I took another sip and regarded him thoughtfully. ‘So you know about that?’

‘Fiona included it in her statement.’

‘Oh.’ I was disappointed, and it probably showed. ‘It just didn’t seem relevant. I mean, he wasn’t aware of it until after. It wasn’t a mitigating factor, or a motivating one either.’

‘Except with regard to his attempted murder of you,’ said Ashley quickly. He was ruffling Gusto’s fur. ‘As soon as he saw those trophies and put two and two together, your days were numbered.’

‘I prefer to think it was my canny investigative skills.’

Ashley grinned. ‘Okay, let’s say it was your canny investigative skills. This is a man who just tried to kill you; why protect him?’

‘I’m not protecting him,’ I said defensively. ‘It’s more that I didn’t think it served any useful purpose. I might not be crazy about Beth Craig, but does she need that knowledge on top of everything else? That she slept with her husband’s son? That her girls’ brother is also their father’s murderer?’ I shook my head. ‘Anyway, it’s like he’s almost an
accidental
murderer. Like this whole chain of events sprang from coincidence. Timing.’

‘I hate to tell you this, but most of them do.’ He shrugged. ‘Plus I don’t know that sleeping with one’s neighbour can be classed as coincidence. Unless they just happened to be wandering around the neighbourhood naked and ran into each other. Literally.’

I laughed, and then tried to find the right words. ‘I mean the murder itself was sort of accidental. Something spur of the moment that spiralled out of control. And yes, I know Berry’s death and what happened to Fiona and me was fed by Leon’s self-centredness and so on. But … I don’t know, to find out you just killed your father when you’d been searching for him for years, that’s so huge. He’ll live with that forever, and I’m not sure even he deserves everyone else knowing as well. Not when it’ll serve no useful purpose other than a lot of headlines that use the whole Oedipus angle.’

‘It
is
pretty amazing. If you read it in a book, you’d think it was over the top.’

‘Maybe.’ I finished my wine, rather surprised at how quickly it was affecting me. I felt warm, and bubbly, and a little fuzzy around the edges. ‘So what’ll happen?
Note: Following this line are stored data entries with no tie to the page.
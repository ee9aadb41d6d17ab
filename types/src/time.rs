//! Timestamp type used throughout the controller.
//!
//! Timestamps are Unix epoch seconds (UTC). The controller never reads the
//! system clock itself — the current time is supplied explicitly with every
//! call, so time gating stays deterministic and testable.

use serde::{Deserialize, Serialize};
use std::fmt;
use std::time::{SystemTime, UNIX_EPOCH};

/// A Unix timestamp in seconds since epoch (UTC).
#[derive(Clone, Copy, Debug, PartialEq, Eq, PartialOrd, Ord, Hash, Serialize, Deserialize)]
pub struct Timestamp(u64);

impl Timestamp {
    /// The epoch (time zero).
    pub const EPOCH: Self = Self(0);

    /// Sentinel for "not yet scheduled" — a phase whose start time is
    /// `FAR_FUTURE` is closed until an admin sets a real start time.
    pub const FAR_FUTURE: Self = Self(u64::MAX);

    pub fn new(secs: u64) -> Self {
        Self(secs)
    }

    /// Get the current system time as a `Timestamp`.
    ///
    /// Only callers at the edge (the CLI) should use this; the controller
    /// itself takes time as an argument.
    pub fn now() -> Self {
        let secs = SystemTime::now()
            .duration_since(UNIX_EPOCH)
            .expect("system clock before Unix epoch")
            .as_secs();
        Self(secs)
    }

    pub fn as_secs(&self) -> u64 {
        self.0
    }
}

impl fmt::Display for Timestamp {
    fn fmt(&self, f: &mut fmt::Formatter<'_>) -> fmt::Result {
        if *self == Self::FAR_FUTURE {
            write!(f, "unscheduled")
        } else {
            write!(f, "{}s", self.0)
        }
    }
}
//! Payment splitter for mintgate.
//!
//! A fixed stakeholder/shares table is set once at construction. Every
//! payment the controller receives accumulates in `total_received`; each
//! stakeholder may be paid out, repeatedly, up to their proportional share
//! of everything ever received. `released` bookkeeping makes withdrawal
//! idempotent between payments.

pub mod error;
pub mod treasury;

pub use error::SplitterError;
pub use treasury::{Stakeholder, Treasury};
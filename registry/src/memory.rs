//! In-memory ownership ledger.

use crate::{OwnershipLedger, RegistryError};
use mintgate_types::{Address, TokenId};
use std::collections::BTreeMap;
use std::ops::RangeInclusive;

/// An in-memory registry keyed by token id.
///
/// `next_id` is monotone: burning a token leaves a permanent gap rather than
/// freeing its identifier for reassignment.
#[derive(Debug, Default)]
pub struct MemoryLedger {
    owners: BTreeMap<TokenId, Address>,
    next_id: u64,
}

impl MemoryLedger {
    pub fn new() -> Self {
        Self {
            owners: BTreeMap::new(),
            next_id: 1,
        }
    }

    /// All token ids currently held by `owner`, in increasing order.
    pub fn tokens_of(&self, owner: &Address) -> Vec<TokenId> {
        self.owners
            .iter()
            .filter(|(_, holder)| *holder == owner)
            .map(|(id, _)| *id)
            .collect()
    }
}

impl OwnershipLedger for MemoryLedger {
    fn mint_sequential(
        &mut self,
        owner: Address,
        count: u64,
    ) -> Result<RangeInclusive<TokenId>, RegistryError> {
        debug_assert!(count > 0, "callers must reject zero-quantity mints");
        let first = self.next_id;
        let last = first
            .checked_add(count - 1)
            .ok_or(RegistryError::IdExhausted)?;
        self.next_id = last.checked_add(1).ok_or(RegistryError::IdExhausted)?;
        for raw in first..=last {
            self.owners.insert(TokenId::new(raw), owner);
        }
        Ok(TokenId::new(first)..=TokenId::new(last))
    }

    fn burn(&mut self, id: TokenId) -> Result<(), RegistryError> {
        self.owners
            .remove(&id)
            .map(|_| ())
            .ok_or(RegistryError::UnknownToken(id))
    }

    fn owner_of(&self, id: TokenId) -> Result<Address, RegistryError> {
        self.owners
            .get(&id)
            .copied()
            .ok_or(RegistryError::UnknownToken(id))
    }

    fn live_count(&self) -> u64 {
        self.owners.len() as u64
    }
}
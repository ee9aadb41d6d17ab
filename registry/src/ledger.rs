//! Ownership ledger trait.

use crate::RegistryError;
use mintgate_types::{Address, TokenId};
use std::ops::RangeInclusive;

/// The external uniqueness registry the controller drives.
///
/// Implementations own all per-token state (creation, ownership,
/// destruction). The controller only requests mints and burns and reads
/// ownership for authorization checks.
pub trait OwnershipLedger {
    /// Mint `count` new tokens to `owner`, assigning sequential identifiers.
    ///
    /// Returns the inclusive id range assigned, in increasing order.
    /// Identifiers strictly increase across calls and are never reused.
    /// `count` must be at least 1.
    fn mint_sequential(
        &mut self,
        owner: Address,
        count: u64,
    ) -> Result<RangeInclusive<TokenId>, RegistryError>;

    /// Destroy a token. The identifier is retired permanently.
    fn burn(&mut self, id: TokenId) -> Result<(), RegistryError>;

    /// Current holder of a token.
    fn owner_of(&self, id: TokenId) -> Result<Address, RegistryError>;

    /// Number of live (minted, not burned) tokens.
    fn live_count(&self) -> u64;
}
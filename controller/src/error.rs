//! Controller errors.
//!
//! Every variant is a terminal, synchronous rejection of the triggering
//! call. Nothing is retried internally and no failure leaves partial state.

use crate::phase::PhaseId;
use crate::roles::RoleId;
use mintgate_registry::RegistryError;
use mintgate_splitter::SplitterError;
use mintgate_types::{Address, Amount, TokenId};
use thiserror::Error;

#[derive(Debug, Error, PartialEq, Eq)]
pub enum ControllerError {
    #[error("caller is not the owner")]
    NotOwner,

    #[error("address {address} is missing role {role}")]
    MissingRole { role: RoleId, address: Address },

    #[error("phase {0} is not configured")]
    UnknownPhase(PhaseId),

    #[error("phase {0} is not open")]
    PhaseNotOpen(PhaseId),

    #[error("wrong payment: paid {paid}, required {required}")]
    WrongPrice { paid: Amount, required: Amount },

    #[error("quantity must be non-zero")]
    ZeroQuantity,

    #[error("quantity {quantity} exceeds per-transaction limit {limit}")]
    QuantityExceedsPerTxLimit { quantity: u64, limit: u64 },

    #[error("supply exhausted: requested {requested}, remaining {remaining}")]
    SupplyExhausted { requested: u64, remaining: u64 },

    #[error("max supply can only be reduced")]
    SupplyIncreaseForbidden,

    #[error("max supply cannot drop below the issued count")]
    SupplyBelowIssued,

    #[error("transaction quota exhausted: used {used} of {limit}")]
    TooManyTransactions { used: u32, limit: u32 },

    #[error("invalid signature")]
    InvalidSignature,

    #[error("metadata is frozen")]
    MetadataFrozen,

    #[error("caller does not hold token {0}")]
    NotTokenOwner(TokenId),

    #[error("address holds no shares")]
    NotAStakeholder,

    #[error("nothing to release for this stakeholder")]
    NothingToRelease,

    #[error("arithmetic overflow")]
    Overflow,

    #[error("registry: {0}")]
    Registry(#[from] RegistryError),

    #[error("invalid drop configuration: {0}")]
    Config(String),
}

impl From<SplitterError> for ControllerError {
    fn from(err: SplitterError) -> Self {
        match err {
            SplitterError::NotAStakeholder => Self::NotAStakeholder,
            SplitterError::NothingToRelease => Self::NothingToRelease,
            SplitterError::InvalidShares => {
                Self::Config("stakeholder table must be non-empty with non-zero shares".into())
            }
            SplitterError::Overflow => Self::Overflow,
        }
    }
}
I suppose the information will come out in court.’

‘It’ll be up to the DPP, but I wouldn’t be surprised if they use it as leverage. If he’s so desperate to keep it under wraps, it might even change his plea.’ He topped up our glasses, then sat back and patted his knee. Gusto immediately resumed his position. ‘Did you know that the teenage pregnancy was the reason the Craig family moved away? His brother told us. They were worried pressure would be put on Dustin to marry the girl down the track.’

‘What charmers.’

‘Yep.’

Silence fell, placid and pleasant. A kookaburra laughed in the distance, a rollickingly jovial sound that, oddly, only added to the tranquillity. I examined the detective through my sunglasses, wondering if it was true he was a player. And whether this knowledge added to his appeal. Maybe I was masochistic? Certainly I was finding him very attractive at the moment, significantly more than when I had first met him. But that might also have something to do with a growing suspicion that if I wandered into my bedroom right now, and picked up my little vial of blue anti-anxiety tablets, I would find the words
Not to be taken with alcohol.
Another glass of wine and I would probably find the dog attractive.